BEGIN Source material
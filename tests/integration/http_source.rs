//! The cache driven over HTTP against a canned-response server

use super::support::FakeCatalogServer;
use catalog_cache::config::{CatalogConfig, SourceConfig};
use catalog_cache::source::NodeDraft;
use catalog_cache::{CatalogCache, CatalogError, ExpandOutcome, RefreshOutcome};
use serde_json::json;

fn config(server: &FakeCatalogServer) -> CatalogConfig {
    CatalogConfig {
        source: SourceConfig {
            base_url: server.base_url.clone(),
            api_token: Some("s3cret".to_string()),
            ..SourceConfig::default()
        },
        ..CatalogConfig::default()
    }
}

async fn catalog_server() -> FakeCatalogServer {
    let server = FakeCatalogServer::start().await;
    server.route(
        "GET",
        "/nodes/roots",
        200,
        json!([
            {"id": 1, "level": 0, "order": 1, "name": "Obra civil", "childCount": 2},
            {"id": 9, "level": 0, "order": 2, "name": "Acabados", "allowsLeafDocuments": true}
        ]),
    );
    server.route(
        "GET",
        "/nodes/1/children",
        200,
        json!([
            {"id": 2, "parentId": 1, "level": 1, "order": 1, "name": "Estructuras", "childCount": 3},
            {"id": 3, "parentId": 1, "level": 1, "order": 2, "name": "Vigas", "allowsLeafDocuments": true, "documentCount": 1}
        ]),
    );
    server
}

#[tokio::test]
async fn connect_loads_roots_and_expand_fetches_children() {
    let server = catalog_server().await;
    let cache = CatalogCache::connect(&config(&server)).await.unwrap();

    let roots: Vec<_> = cache.get_tree().iter().map(|r| r.id()).collect();
    assert_eq!(roots, vec![1, 9]);

    assert_eq!(cache.expand(1).await.unwrap(), ExpandOutcome::Loaded(2));
    let child = cache.get(3).unwrap();
    assert_eq!(child.record.name, "Vigas");
    assert!(child.record.allows_leaf_documents);
    cache.check_invariants().unwrap();

    let requests = server.requests();
    assert!(requests[0].starts_with("GET /api/nodes/roots "));
    assert!(requests[1].starts_with("GET /api/nodes/1/children "));
    assert!(requests
        .iter()
        .all(|head| head.to_ascii_lowercase().contains("authorization: bearer s3cret")));
}

#[tokio::test]
async fn document_availability_is_decoded() {
    let server = catalog_server().await;
    server.route(
        "GET",
        "/nodes/9/documents/availability",
        200,
        json!([
            {"documentTypeId": 1, "documentTypeName": "Ficha técnica", "available": true,
             "documentId": 40, "documentName": "acabados.pdf", "updatedAt": "2024-03-01T10:00:00Z"},
            {"documentTypeId": 2, "documentTypeName": "Anexo", "available": false}
        ]),
    );
    let cache = CatalogCache::connect(&config(&server)).await.unwrap();

    cache.refresh_document_availability(9).await.unwrap();
    let slots = cache.get(9).unwrap().document_availability.unwrap();
    assert_eq!(slots.len(), 2);
    assert_eq!(slots[0].document_id, Some(40));
    assert!(slots[0].updated_at.is_some());
    assert!(!slots[1].available);
}

#[tokio::test]
async fn missing_node_is_removed_on_refresh() {
    let server = catalog_server().await;
    let cache = CatalogCache::connect(&config(&server)).await.unwrap();
    cache.expand(1).await.unwrap();
    server.route("GET", "/nodes/3", 404, json!({"message": "not found"}));

    let outcome = cache.refresh_node(3).await.unwrap();
    assert_eq!(outcome, RefreshOutcome::Removed(vec![3]));
    assert_eq!(cache.get(1).unwrap().children, Some(vec![2]));
}

#[tokio::test]
async fn server_errors_leave_node_collapsed() {
    let server = catalog_server().await;
    let cache = CatalogCache::connect(&config(&server)).await.unwrap();
    cache.expand(1).await.unwrap();
    server.route("GET", "/nodes/2/children", 503, json!({"message": "maintenance"}));

    let err = cache.expand(2).await.unwrap_err();
    assert!(err.is_retryable());
    let node = cache.get(2).unwrap();
    assert!(!node.is_expanded && !node.is_loading);
}

#[tokio::test]
async fn validation_errors_surface_as_conflicts() {
    let server = catalog_server().await;
    server.route(
        "POST",
        "/nodes",
        422,
        json!({"message": "name must be unique among siblings"}),
    );
    let cache = CatalogCache::connect(&config(&server)).await.unwrap();
    let revision = cache.revision();

    let err = cache
        .create_node(None, NodeDraft::named("Obra civil"))
        .await
        .unwrap_err();
    assert_eq!(
        err,
        CatalogError::Conflict("name must be unique among siblings".to_string())
    );
    assert_eq!(cache.revision(), revision);
}

#[tokio::test]
async fn unaddressed_not_found_is_not_a_node_removal() {
    let server = catalog_server().await;
    let cache = CatalogCache::connect(&config(&server)).await.unwrap();

    let err = cache
        .create_node(None, NodeDraft::named("Instalaciones"))
        .await
        .unwrap_err();
    assert_eq!(
        err,
        CatalogError::Remote {
            status: 404,
            message: "no route".to_string()
        }
    );

    let empty = FakeCatalogServer::start().await;
    let err = CatalogCache::connect(&config(&empty)).await.err().unwrap();
    assert!(matches!(err, CatalogError::Remote { status: 404, .. }));
}

#[tokio::test]
async fn invalid_base_url_is_rejected_before_connecting() {
    let config = CatalogConfig {
        source: SourceConfig {
            base_url: "catalog.internal".to_string(),
            ..SourceConfig::default()
        },
        ..CatalogConfig::default()
    };
    let err = CatalogCache::connect(&config).await.err().unwrap();
    assert!(matches!(err, CatalogError::ConfigError(_)));
}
END Source material
- Directions
Transcribe each record exactly. Leave nothing out.

- Response box
filename tests/integration/http_source.rs
//! The cache driven over HTTP against a canned-response server

use super::support::FakeCatalogServer;
use catalog_cache::config::{CatalogConfig, SourceConfig};
use catalog_cache::source::NodeDraft;
use catalog_cache::{CatalogCache, CatalogError, ExpandOutcome, RefreshOutcome};
use serde_json::json;

fn config(server: &FakeCatalogServer) -> CatalogConfig {
    CatalogConfig {
        source: SourceConfig {
            base_url: server.base_url.clone(),
            api_token: Some("s3cret".to_string()),
            ..SourceConfig::default()
        },
        ..CatalogConfig::default()
    }
}

async fn catalog_server() -> FakeCatalogServer {
    let server = FakeCatalogServer::start().await;
    server.route(
        "GET",
        "/nodes/roots",
        200,
        json!([
            {"id": 1, "level": 0, "order": 1, "name": "Obra civil", "childCount": 2},
            {"id": 9, "level": 0, "order": 2, "name": "Acabados", "allowsLeafDocuments": true}
        ]),
    );
    server.route(
        "GET",
        "/nodes/1/children",
        200,
        json!([
            {"id": 2, "parentId": 1, "level": 1, "order": 1, "name": "Estructuras", "childCount": 3},
            {"id": 3, "parentId": 1, "level": 1, "order": 2, "name": "Vigas", "allowsLeafDocuments": true, "documentCount": 1}
        ]),
    );
    server
}

#[tokio::test]
async fn connect_loads_roots_and_expand_fetches_children() {
    let server = catalog_server().await;
    let cache = CatalogCache::connect(&config(&server)).await.unwrap();

    let roots: Vec<_> = cache.get_tree().iter().map(|r| r.id()).collect();
    assert_eq!(roots, vec![1, 9]);

    assert_eq!(cache.expand(1).await.unwrap(), ExpandOutcome::Loaded(2));
    let child = cache.get(3).unwrap();
    assert_eq!(child.record.name, "Vigas");
    assert!(child.record.allows_leaf_documents);
    cache.check_invariants().unwrap();

    let requests = server.requests();
    assert!(requests[0].starts_with("GET /api/nodes/roots "));
    assert!(requests[1].starts_with("GET /api/nodes/1/children "));
    assert!(requests
        .iter()
        .all(|head| head.to_ascii_lowercase().contains("authorization: bearer s3cret")));
}

#[tokio::test]
async fn document_availability_is_decoded() {
    let server = catalog_server().await;
    server.route(
        "GET",
        "/nodes/9/documents/availability",
        200,
        json!([
            {"documentTypeId": 1, "documentTypeName": "Ficha técnica", "available": true,
             "documentId": 40, "documentName": "acabados.pdf", "updatedAt": "2024-03-01T10:00:00Z"},
            {"documentTypeId": 2, "documentTypeName": "Anexo", "available": false}
        ]),
    );
    let cache = CatalogCache::connect(&config(&server)).await.unwrap();

    cache.refresh_document_availability(9).await.unwrap();
    let slots = cache.get(9).unwrap().document_availability.unwrap();
    assert_eq!(slots.len(), 2);
    assert_eq!(slots[0].document_id, Some(40));
    assert!(slots[0].updated_at.is_some());
    assert!(!slots[1].available);
}

#[tokio::test]
async fn missing_node_is_removed_on_refresh() {
    let server = catalog_server().await;
    let cache = CatalogCache::connect(&config(&server)).await.unwrap();
    cache.expand(1).await.unwrap();
    server.route("GET", "/nodes/3", 404, json!({"message": "not found"}));

    let outcome = cache.refresh_node(3).await.unwrap();
    assert_eq!(outcome, RefreshOutcome::Removed(vec![3]));
    assert_eq!(cache.get(1).unwrap().children, Some(vec![2]));
}

#[tokio::test]
async fn server_errors_leave_node_collapsed() {
    let server = catalog_server().await;
    let cache = CatalogCache::connect(&config(&server)).await.unwrap();
    cache.expand(1).await.unwrap();
    server.route("GET", "/nodes/2/children", 503, json!({"message": "maintenance"}));

    let err = cache.expand(2).await.unwrap_err();
    assert!(err.is_retryable());
    let node = cache.get(2).unwrap();
    assert!(!node.is_expanded && !node.is_loading);
}

#[tokio::test]
async fn validation_errors_surface_as_conflicts() {
    let server = catalog_server().await;
    server.route(
        "POST",
        "/nodes",
        422,
        json!({"message": "name must be unique among siblings"}),
    );
    let cache = CatalogCache::connect(&config(&server)).await.unwrap();
    let revision = cache.revision();

    let err = cache
        .create_node(None, NodeDraft::named("Obra civil"))
        .await
        .unwrap_err();
    assert_eq!(
        err,
        CatalogError::Conflict("name must be unique among siblings".to_string())
    );
    assert_eq!(cache.revision(), revision);
}

#[tokio::test]
async fn unaddressed_not_found_is_not_a_node_removal() {
    let server = catalog_server().await;
    let cache = CatalogCache::connect(&config(&server)).await.unwrap();

    let err = cache
        .create_node(None, NodeDraft::named("Instalaciones"))
        .await
        .unwrap_err();
    assert_eq!(
        err,
        CatalogError::Remote {
            status: 404,
            message: "no route".to_string()
        }
    );

    let empty = FakeCatalogServer::start().await;
    let err = CatalogCache::connect(&config(&empty)).await.err().unwrap();
    assert!(matches!(err, CatalogError::Remote { status: 404, .. }));
}

#[tokio::test]
async fn invalid_base_url_is_rejected_before_connecting() {
    let config = CatalogConfig {
        source: SourceConfig {
            base_url: "catalog.internal".to_string(),
            ..SourceConfig::default()
        },
        ..CatalogConfig::default()
    };
    let err = CatalogCache::connect(&config).await.err().unwrap();
    assert!(matches!(err, CatalogError::ConfigError(_)));
}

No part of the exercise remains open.